# [Description of the task]
Among the records below, find each line bearing the word "sent" and copy it.

(Saved data entries)

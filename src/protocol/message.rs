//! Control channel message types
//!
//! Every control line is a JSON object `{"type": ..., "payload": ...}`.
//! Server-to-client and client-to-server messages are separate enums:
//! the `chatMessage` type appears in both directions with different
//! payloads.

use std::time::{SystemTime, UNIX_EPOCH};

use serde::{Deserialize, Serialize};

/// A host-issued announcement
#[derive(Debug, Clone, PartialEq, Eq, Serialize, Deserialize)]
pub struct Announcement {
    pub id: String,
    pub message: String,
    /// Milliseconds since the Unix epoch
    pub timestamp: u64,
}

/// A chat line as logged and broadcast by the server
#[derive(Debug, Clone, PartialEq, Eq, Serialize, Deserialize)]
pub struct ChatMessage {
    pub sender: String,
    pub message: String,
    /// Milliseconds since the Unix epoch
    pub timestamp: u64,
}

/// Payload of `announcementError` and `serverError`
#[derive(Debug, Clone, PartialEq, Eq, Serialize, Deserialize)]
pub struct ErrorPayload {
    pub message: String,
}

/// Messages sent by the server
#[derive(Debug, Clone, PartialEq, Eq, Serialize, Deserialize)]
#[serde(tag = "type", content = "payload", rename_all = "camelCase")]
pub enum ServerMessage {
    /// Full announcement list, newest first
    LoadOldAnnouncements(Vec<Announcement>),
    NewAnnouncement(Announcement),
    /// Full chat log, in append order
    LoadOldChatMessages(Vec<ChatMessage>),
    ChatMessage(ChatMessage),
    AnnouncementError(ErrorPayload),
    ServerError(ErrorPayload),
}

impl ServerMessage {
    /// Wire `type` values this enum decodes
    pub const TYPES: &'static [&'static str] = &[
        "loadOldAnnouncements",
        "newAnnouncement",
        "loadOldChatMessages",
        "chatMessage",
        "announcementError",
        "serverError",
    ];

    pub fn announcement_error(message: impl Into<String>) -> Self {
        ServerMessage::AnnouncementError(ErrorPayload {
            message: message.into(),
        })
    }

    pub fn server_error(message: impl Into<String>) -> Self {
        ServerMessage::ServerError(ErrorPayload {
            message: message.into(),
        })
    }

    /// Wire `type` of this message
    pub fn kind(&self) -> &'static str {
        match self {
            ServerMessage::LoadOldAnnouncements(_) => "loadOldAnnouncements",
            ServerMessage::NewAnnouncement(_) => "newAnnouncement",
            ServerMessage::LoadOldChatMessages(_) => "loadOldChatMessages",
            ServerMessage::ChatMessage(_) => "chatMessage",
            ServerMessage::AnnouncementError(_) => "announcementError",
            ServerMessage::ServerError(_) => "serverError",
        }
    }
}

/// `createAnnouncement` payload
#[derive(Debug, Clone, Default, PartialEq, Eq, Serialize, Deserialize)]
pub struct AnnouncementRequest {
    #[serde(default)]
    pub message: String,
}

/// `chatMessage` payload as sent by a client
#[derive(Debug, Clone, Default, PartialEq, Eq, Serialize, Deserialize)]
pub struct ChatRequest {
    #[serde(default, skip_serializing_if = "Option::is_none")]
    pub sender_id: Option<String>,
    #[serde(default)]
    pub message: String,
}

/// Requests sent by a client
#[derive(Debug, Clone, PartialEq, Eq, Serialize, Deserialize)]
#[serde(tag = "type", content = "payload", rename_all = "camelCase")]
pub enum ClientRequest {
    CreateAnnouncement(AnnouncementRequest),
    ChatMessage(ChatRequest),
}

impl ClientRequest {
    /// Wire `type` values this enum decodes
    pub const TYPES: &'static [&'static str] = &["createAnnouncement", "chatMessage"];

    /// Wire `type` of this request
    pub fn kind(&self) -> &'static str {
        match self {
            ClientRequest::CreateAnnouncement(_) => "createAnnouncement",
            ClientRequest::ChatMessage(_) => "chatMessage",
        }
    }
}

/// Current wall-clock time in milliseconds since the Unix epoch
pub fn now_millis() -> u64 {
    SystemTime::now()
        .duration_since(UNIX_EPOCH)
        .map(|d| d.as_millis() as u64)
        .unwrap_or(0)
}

---

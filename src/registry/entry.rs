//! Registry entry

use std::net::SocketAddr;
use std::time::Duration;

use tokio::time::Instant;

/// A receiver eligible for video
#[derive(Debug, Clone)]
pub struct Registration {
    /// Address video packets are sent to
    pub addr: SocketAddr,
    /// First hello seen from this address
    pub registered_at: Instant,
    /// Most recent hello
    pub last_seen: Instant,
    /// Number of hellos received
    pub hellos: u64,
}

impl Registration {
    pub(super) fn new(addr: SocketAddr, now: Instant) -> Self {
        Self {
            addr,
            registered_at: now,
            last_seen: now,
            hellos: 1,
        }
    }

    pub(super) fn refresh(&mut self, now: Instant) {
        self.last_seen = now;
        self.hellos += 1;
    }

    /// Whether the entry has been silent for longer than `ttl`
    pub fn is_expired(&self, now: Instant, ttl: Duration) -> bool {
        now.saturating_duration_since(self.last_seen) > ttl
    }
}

--

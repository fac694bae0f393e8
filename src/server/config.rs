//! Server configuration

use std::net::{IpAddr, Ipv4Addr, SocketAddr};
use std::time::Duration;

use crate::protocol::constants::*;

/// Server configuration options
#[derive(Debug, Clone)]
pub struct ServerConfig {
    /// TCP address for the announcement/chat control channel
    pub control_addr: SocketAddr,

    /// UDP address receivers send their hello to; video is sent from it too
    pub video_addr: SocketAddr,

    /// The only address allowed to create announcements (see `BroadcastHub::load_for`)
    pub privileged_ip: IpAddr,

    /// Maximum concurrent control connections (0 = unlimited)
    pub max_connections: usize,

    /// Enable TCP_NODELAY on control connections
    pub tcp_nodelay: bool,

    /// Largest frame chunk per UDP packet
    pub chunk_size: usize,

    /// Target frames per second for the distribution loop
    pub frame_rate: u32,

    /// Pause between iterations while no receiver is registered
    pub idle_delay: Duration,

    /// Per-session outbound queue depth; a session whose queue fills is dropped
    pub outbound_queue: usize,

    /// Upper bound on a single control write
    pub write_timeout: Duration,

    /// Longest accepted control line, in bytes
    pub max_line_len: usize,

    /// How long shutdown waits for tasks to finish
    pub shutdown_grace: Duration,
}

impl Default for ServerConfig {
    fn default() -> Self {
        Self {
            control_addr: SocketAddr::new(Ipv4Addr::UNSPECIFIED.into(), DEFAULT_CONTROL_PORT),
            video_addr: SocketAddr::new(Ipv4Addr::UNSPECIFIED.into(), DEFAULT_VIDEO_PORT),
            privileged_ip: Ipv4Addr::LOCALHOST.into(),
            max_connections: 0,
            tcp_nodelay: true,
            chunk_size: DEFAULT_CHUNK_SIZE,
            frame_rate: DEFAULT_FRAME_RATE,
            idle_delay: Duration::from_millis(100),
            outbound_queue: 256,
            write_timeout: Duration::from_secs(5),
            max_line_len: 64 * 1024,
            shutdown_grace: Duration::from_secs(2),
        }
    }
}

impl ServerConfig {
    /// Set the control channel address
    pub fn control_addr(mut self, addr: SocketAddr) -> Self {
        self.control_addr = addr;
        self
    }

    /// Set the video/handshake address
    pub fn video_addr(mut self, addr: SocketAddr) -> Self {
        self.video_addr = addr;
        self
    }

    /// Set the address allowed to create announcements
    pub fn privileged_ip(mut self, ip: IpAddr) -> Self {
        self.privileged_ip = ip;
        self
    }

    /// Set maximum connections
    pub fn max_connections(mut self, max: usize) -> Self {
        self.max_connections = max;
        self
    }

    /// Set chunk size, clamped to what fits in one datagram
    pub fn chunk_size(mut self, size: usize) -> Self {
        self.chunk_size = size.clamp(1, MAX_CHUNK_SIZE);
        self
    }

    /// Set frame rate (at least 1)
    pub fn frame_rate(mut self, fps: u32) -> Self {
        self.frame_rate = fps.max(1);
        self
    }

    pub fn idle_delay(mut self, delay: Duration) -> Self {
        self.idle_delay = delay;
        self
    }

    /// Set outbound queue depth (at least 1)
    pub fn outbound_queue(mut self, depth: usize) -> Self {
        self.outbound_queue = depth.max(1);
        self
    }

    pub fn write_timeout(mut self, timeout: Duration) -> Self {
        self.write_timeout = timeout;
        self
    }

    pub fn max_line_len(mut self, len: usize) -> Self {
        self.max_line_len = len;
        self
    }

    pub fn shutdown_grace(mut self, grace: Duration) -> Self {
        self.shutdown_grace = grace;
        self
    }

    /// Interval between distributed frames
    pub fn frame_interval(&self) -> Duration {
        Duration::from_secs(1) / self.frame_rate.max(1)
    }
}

# [Task output]
/// Messages sent by the server
/// `chatMessage` payload as sent by a client
/// Requests sent by a client
    /// Address video packets are sent to
    /// UDP address receivers send their hello to; video is sent from it too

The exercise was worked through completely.